То, что я сейчас за десять минут описываю в Microsoft Word, в реальности заняло больше месяца: письмо – ожидание – молчание, просьба – надежда – отказ. Передо мной была глухая стена, в которой я пыталась найти лазейку, и в этих поисках не было ничего поэтического. Я стала хуже спать и злилась по пустякам, и, подозреваю, в мире найдётся не так уж много людей, страдавших оттого, что их поездка в Афганистан медленно, но верно накрывалась медным тазом.
Конечно, были более уступчивые афганские посольства, где консульский отдел был не так бдителен и особого значения бумагам не предавал. Одно из них находилось в Дубае, второе в Баку, а третье в Душанбе. Там же, под боком, был город Хорог, где за $100 визу вроде как давали всем желающим, из документов требуя только фото и ксерокопию паспорта. Не скажу, что мне хотелось лезть на Памир и проверять правдивость слухов, но адрес хорогского консульства в моей записной книжке всё же был.
– Алекс, я спрашивала – у нас тут тоже дают визы без проблем, – написала подруга из Джакарты.
«Круто, что сказать», – подумала я и проверила цену на билеты Москва-Джакарта-Кабул. Просто на всякий случай, разумеется. Цена кусалась.

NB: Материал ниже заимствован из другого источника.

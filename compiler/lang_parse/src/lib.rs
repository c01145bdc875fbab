//! Recursive descent parser for Lang.
//!
//! Consumes a [`TokenList`] and produces a [`Program`]. Parsing never stops at
//! the first problem: a malformed statement is reported, the cursor skips to
//! the next statement boundary, and parsing resumes. Callers decide what to do
//! with a partial tree by checking [`ParseOutput::has_errors`].

mod cursor;
mod error;
mod grammar;
mod recovery;

pub use cursor::Cursor;
pub use error::{ParseError, ParseErrorKind};

use lang_ir::{Program, Span, TokenKind, TokenList};

/// Parser state.
pub struct Parser<'a> {
    cursor: Cursor<'a>,
    errors: Vec<ParseError>,
}

impl<'a> Parser<'a> {
    pub fn new(tokens: &'a TokenList) -> Self {
        Parser {
            cursor: Cursor::new(tokens),
            errors: Vec::new(),
        }
    }

    #[inline]
    fn current_kind(&self) -> &'a TokenKind {
        self.cursor.current_kind()
    }

    #[inline]
    fn current_span(&self) -> Span {
        self.cursor.current_span()
    }

    #[inline]
    fn previous_span(&self) -> Span {
        self.cursor.previous_span()
    }

    #[inline]
    fn is_at_end(&self) -> bool {
        self.cursor.is_at_end()
    }

    #[inline]
    fn check(&self, kind: &TokenKind) -> bool {
        self.cursor.check(kind)
    }

    #[inline]
    fn eat(&mut self, kind: &TokenKind) -> bool {
        self.cursor.eat(kind)
    }

    #[inline]
    fn expect(&mut self, kind: &TokenKind) -> Result<Span, ParseError> {
        self.cursor.expect(kind)
    }

    /// Parse the whole token stream as a program.
    pub fn parse_program(mut self) -> ParseOutput {
        let mut statements = Vec::new();
        while !self.is_at_end() {
            let start = self.cursor.position();
            match self.parse_statement() {
                Ok(stmt) => statements.push(stmt),
                Err(error) => {
                    self.errors.push(error);
                    self.recover_to_statement(start);
                }
            }
        }

        tracing::debug!(
            statements = statements.len(),
            errors = self.errors.len(),
            "parsed program"
        );

        ParseOutput {
            program: Program::new(statements),
            errors: self.errors,
        }
    }
}

/// The parsed program plus any errors. With errors present the program holds
/// only the statements that parsed cleanly.
#[derive(Clone, Debug, Default, PartialEq, Eq)]
pub struct ParseOutput {
    pub program: Program,
    pub errors: Vec<ParseError>,
}

impl ParseOutput {
    pub fn has_errors(&self) -> bool {
        !self.errors.is_empty()
    }
}

/// Parse a token stream into a program.
pub fn parse(tokens: &TokenList) -> ParseOutput {
    Parser::new(tokens).parse_program()
}

#[cfg(test)]
mod tests;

Я написала афганцу, с которым мы уже год дружили по переписке. Звали его Ахмад28, он был образован и весел и уже год обсуждал со мной мировую политику и ввод ОКСВ29 в Афганистан (отец его, кстати, был моджахедом – по иронии судьбы, отцы почти всех моих кабульских друзей в своё время воевали против русских). Я помнила, что товарищ Ахмад работает в каком-то министерстве и подозревала, что нужные связи у него имеются.
– Собираюсь к вам в Кабул и у меня некоторые сложности с визой. Что посоветуешь, Ахмад-джан? – обычно словом «джан» («дорогая») злоупотреблял он, но в любви, на войне и в погоне за афганской визой все средства хороши.
– Запасайся терпением, – был ответ. – Ваши дипломаты в Кабуле вообще вон всем отказывают. Так что удачи тебе, милый друг. Буду рад увидеться живьём в Кабуле… когда-нибудь. Иншалла.